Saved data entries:
++++++++

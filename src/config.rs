//! Configuration for the orchestration layer
//!
//! Loaded from TOML with `LEDGER_ORCH_*` environment overrides. The governing
//! protocol chunk limit lives here as data, not in the chunking algorithm.

use anyhow::{anyhow, Context, Result};
use serde::{Deserialize, Serialize};
use std::path::Path;

/// Main configuration
#[derive(Debug, Clone, Default, Serialize, Deserialize)]
pub struct OrchestratorConfig {
    #[serde(default)]
    pub batch: BatchConfig,

    #[serde(default)]
    pub logging: LoggingConfig,

    #[serde(default)]
    pub monitoring: MonitoringConfig,
}

#[derive(Debug, Clone, Serialize, Deserialize)]
pub struct BatchConfig {
    /// Maximum items per sub-transaction imposed by the ledger protocol
    #[serde(default = "default_max_chunk_size")]
    pub max_chunk_size: usize,
}

#[derive(Debug, Clone, Serialize, Deserialize)]
pub struct LoggingConfig {
    /// Default `tracing` level when `RUST_LOG` is unset
    #[serde(default = "default_log_level")]
    pub level: String,

    /// Emit JSON lines instead of human-readable output
    #[serde(default)]
    pub json: bool,
}

#[derive(Debug, Clone, Serialize, Deserialize)]
pub struct MonitoringConfig {
    /// Dump Prometheus metrics when the harness exits
    #[serde(default = "default_true")]
    pub enable_metrics: bool,
}

// Default value functions
fn default_max_chunk_size() -> usize {
    10
}

fn default_log_level() -> String {
    "info".to_string()
}

fn default_true() -> bool {
    true
}

impl Default for BatchConfig {
    fn default() -> Self {
        Self {
            max_chunk_size: default_max_chunk_size(),
        }
    }
}

impl Default for LoggingConfig {
    fn default() -> Self {
        Self {
            level: default_log_level(),
            json: false,
        }
    }
}

impl Default for MonitoringConfig {
    fn default() -> Self {
        Self {
            enable_metrics: default_true(),
        }
    }
}

const LOG_LEVELS: [&str; 5] = ["trace", "debug", "info", "warn", "error"];

impl OrchestratorConfig {
    /// Load configuration from a TOML file
    pub fn from_file(path: impl AsRef<Path>) -> Result<Self> {
        let path = path.as_ref();
        let content = std::fs::read_to_string(path)
            .with_context(|| format!("Failed to read config file {}", path.display()))?;
        let config: Self = toml::from_str(&content)
            .with_context(|| format!("Failed to parse config file {}", path.display()))?;
        Ok(config)
    }

    /// Load from file, apply environment overrides, validate
    pub fn load(path: impl AsRef<Path>) -> Result<Self> {
        let mut config = Self::from_file(path)?;
        config.apply_env()?;
        config.validate()?;
        Ok(config)
    }

    /// Apply `LEDGER_ORCH_*` environment overrides
    pub fn apply_env(&mut self) -> Result<()> {
        if let Ok(size) = std::env::var("LEDGER_ORCH_MAX_CHUNK_SIZE") {
            self.batch.max_chunk_size = size
                .parse()
                .map_err(|e| anyhow!("Invalid LEDGER_ORCH_MAX_CHUNK_SIZE: {}", e))?;
        }

        if let Ok(level) = std::env::var("LEDGER_ORCH_LOG_LEVEL") {
            self.logging.level = level;
        }

        if let Ok(json) = std::env::var("LEDGER_ORCH_LOG_JSON") {
            self.logging.json = json
                .parse()
                .map_err(|e| anyhow!("Invalid LEDGER_ORCH_LOG_JSON: {}", e))?;
        }

        if let Ok(enabled) = std::env::var("LEDGER_ORCH_ENABLE_METRICS") {
            self.monitoring.enable_metrics = enabled
                .parse()
                .map_err(|e| anyhow!("Invalid LEDGER_ORCH_ENABLE_METRICS: {}", e))?;
        }

        Ok(())
    }

    pub fn validate(&self) -> Result<()> {
        if self.batch.max_chunk_size == 0 {
            return Err(anyhow!("batch.max_chunk_size must be > 0"));
        }
        if !LOG_LEVELS.contains(&self.logging.level.to_ascii_lowercase().as_str()) {
            return Err(anyhow!(
                "logging.level must be one of {:?}, got {:?}",
                LOG_LEVELS,
                self.logging.level
            ));
        }
        Ok(())
    }
}
//! Metrics collection and export module

use prometheus::{
    Encoder, Histogram, HistogramOpts, IntCounter, IntCounterVec, IntGauge, Opts, Registry,
    TextEncoder,
};

/// Global metrics registry
pub struct Metrics {
    registry: Registry,

    // Counters
    pub submissions_total: IntCounter,
    pub submissions_succeeded: IntCounter,
    pub submissions_failed: IntCounterVec,
    pub busy_rejections: IntCounter,
    pub hook_panics: IntCounter,
    pub batches_planned: IntCounter,
    pub chunks_planned: IntCounter,

    // Gauges
    pub in_flight: IntGauge,
    pub active_subscriptions: IntGauge,

    // Histograms
    pub submission_latency: Histogram,
    pub finality_latency: Histogram,
    pub batch_size: Histogram,
}

impl Metrics {
    /// Create new metrics instance
    pub fn new() -> anyhow::Result<Self> {
        let registry = Registry::new();

        let submissions_total = IntCounter::with_opts(Opts::new(
            "orchestrator_submissions_total",
            "Submissions that acquired the single-flight token",
        ))?;

        let submissions_succeeded = IntCounter::with_opts(Opts::new(
            "orchestrator_submissions_succeeded",
            "Submissions that reached Succeeded",
        ))?;

        let submissions_failed = IntCounterVec::new(
            Opts::new(
                "orchestrator_submissions_failed",
                "Failed submissions by error category",
            ),
            &["category"],
        )?;

        let busy_rejections = IntCounter::with_opts(Opts::new(
            "orchestrator_busy_rejections",
            "Submissions refused because the surface was busy",
        ))?;

        let hook_panics = IntCounter::with_opts(Opts::new(
            "orchestrator_hook_panics",
            "Caller hooks that panicked",
        ))?;

        let batches_planned = IntCounter::with_opts(Opts::new(
            "orchestrator_batches_planned",
            "Bulk inputs partitioned by the planner",
        ))?;

        let chunks_planned = IntCounter::with_opts(Opts::new(
            "orchestrator_chunks_planned",
            "Chunks produced by the planner",
        ))?;

        let in_flight = IntGauge::with_opts(Opts::new(
            "orchestrator_in_flight",
            "Submissions currently holding a single-flight token",
        ))?;

        let active_subscriptions = IntGauge::with_opts(Opts::new(
            "orchestrator_active_subscriptions",
            "Status subscriptions not yet released",
        ))?;

        let submission_latency = Histogram::with_opts(
            HistogramOpts::new(
                "orchestrator_submission_latency_seconds",
                "Time for run() to be accepted or rejected",
            )
            .buckets(vec![0.01, 0.05, 0.1, 0.5, 1.0, 2.0, 5.0]),
        )?;

        let finality_latency = Histogram::with_opts(
            HistogramOpts::new(
                "orchestrator_finality_latency_seconds",
                "Time from submission to a terminal state",
            )
            .buckets(vec![0.1, 0.5, 1.0, 2.0, 5.0, 10.0, 30.0, 60.0]),
        )?;

        let batch_size = Histogram::with_opts(
            HistogramOpts::new(
                "orchestrator_batch_size",
                "Constituent intents per composite batch",
            )
            .buckets(vec![1.0, 2.0, 3.0, 5.0, 10.0, 20.0, 50.0]),
        )?;

        registry.register(Box::new(submissions_total.clone()))?;
        registry.register(Box::new(submissions_succeeded.clone()))?;
        registry.register(Box::new(submissions_failed.clone()))?;
        registry.register(Box::new(busy_rejections.clone()))?;
        registry.register(Box::new(hook_panics.clone()))?;
        registry.register(Box::new(batches_planned.clone()))?;
        registry.register(Box::new(chunks_planned.clone()))?;
        registry.register(Box::new(in_flight.clone()))?;
        registry.register(Box::new(active_subscriptions.clone()))?;
        registry.register(Box::new(submission_latency.clone()))?;
        registry.register(Box::new(finality_latency.clone()))?;
        registry.register(Box::new(batch_size.clone()))?;

        Ok(Self {
            registry,
            submissions_total,
            submissions_succeeded,
            submissions_failed,
            busy_rejections,
            hook_panics,
            batches_planned,
            chunks_planned,
            in_flight,
            active_subscriptions,
            submission_latency,
            finality_latency,
            batch_size,
        })
    }

    pub fn record_failure(&self, category: &str) {
        self.submissions_failed.with_label_values(&[category]).inc();
    }

    /// Render every metric in the Prometheus text exposition format
    pub fn render(&self) -> anyhow::Result<String> {
        let mut buffer = Vec::new();
        TextEncoder::new().encode(&self.registry.gather(), &mut buffer)?;
        Ok(String::from_utf8(buffer)?)
    }
}

/// Global metrics instance
pub fn metrics() -> &'static Metrics {
    static METRICS: once_cell::sync::Lazy<Metrics> =
        once_cell::sync::Lazy::new(|| Metrics::new().expect("Failed to initialize metrics"));
    &METRICS
}

#[cfg(test)]
mod tests {
    use super::*;

    #[test]
    fn test_render_contains_registered_metrics() {
        let m = Metrics::new().unwrap();
        m.submissions_total.inc();
        m.record_failure("late_failure");

        let text = m.render().unwrap();
        assert!(text.contains("orchestrator_submissions_total 1"));
        assert!(text.contains("category=\"late_failure\""));
    }
}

++++++++

● Exercise directions
Among the records, find every line holding the word "format" and copy it.

● Output for this exercise
            .with_context(|| format!("Failed to read config file {}", path.display()))?;
            .with_context(|| format!("Failed to parse config file {}", path.display()))?;
    /// Render every metric in the Prometheus text exposition format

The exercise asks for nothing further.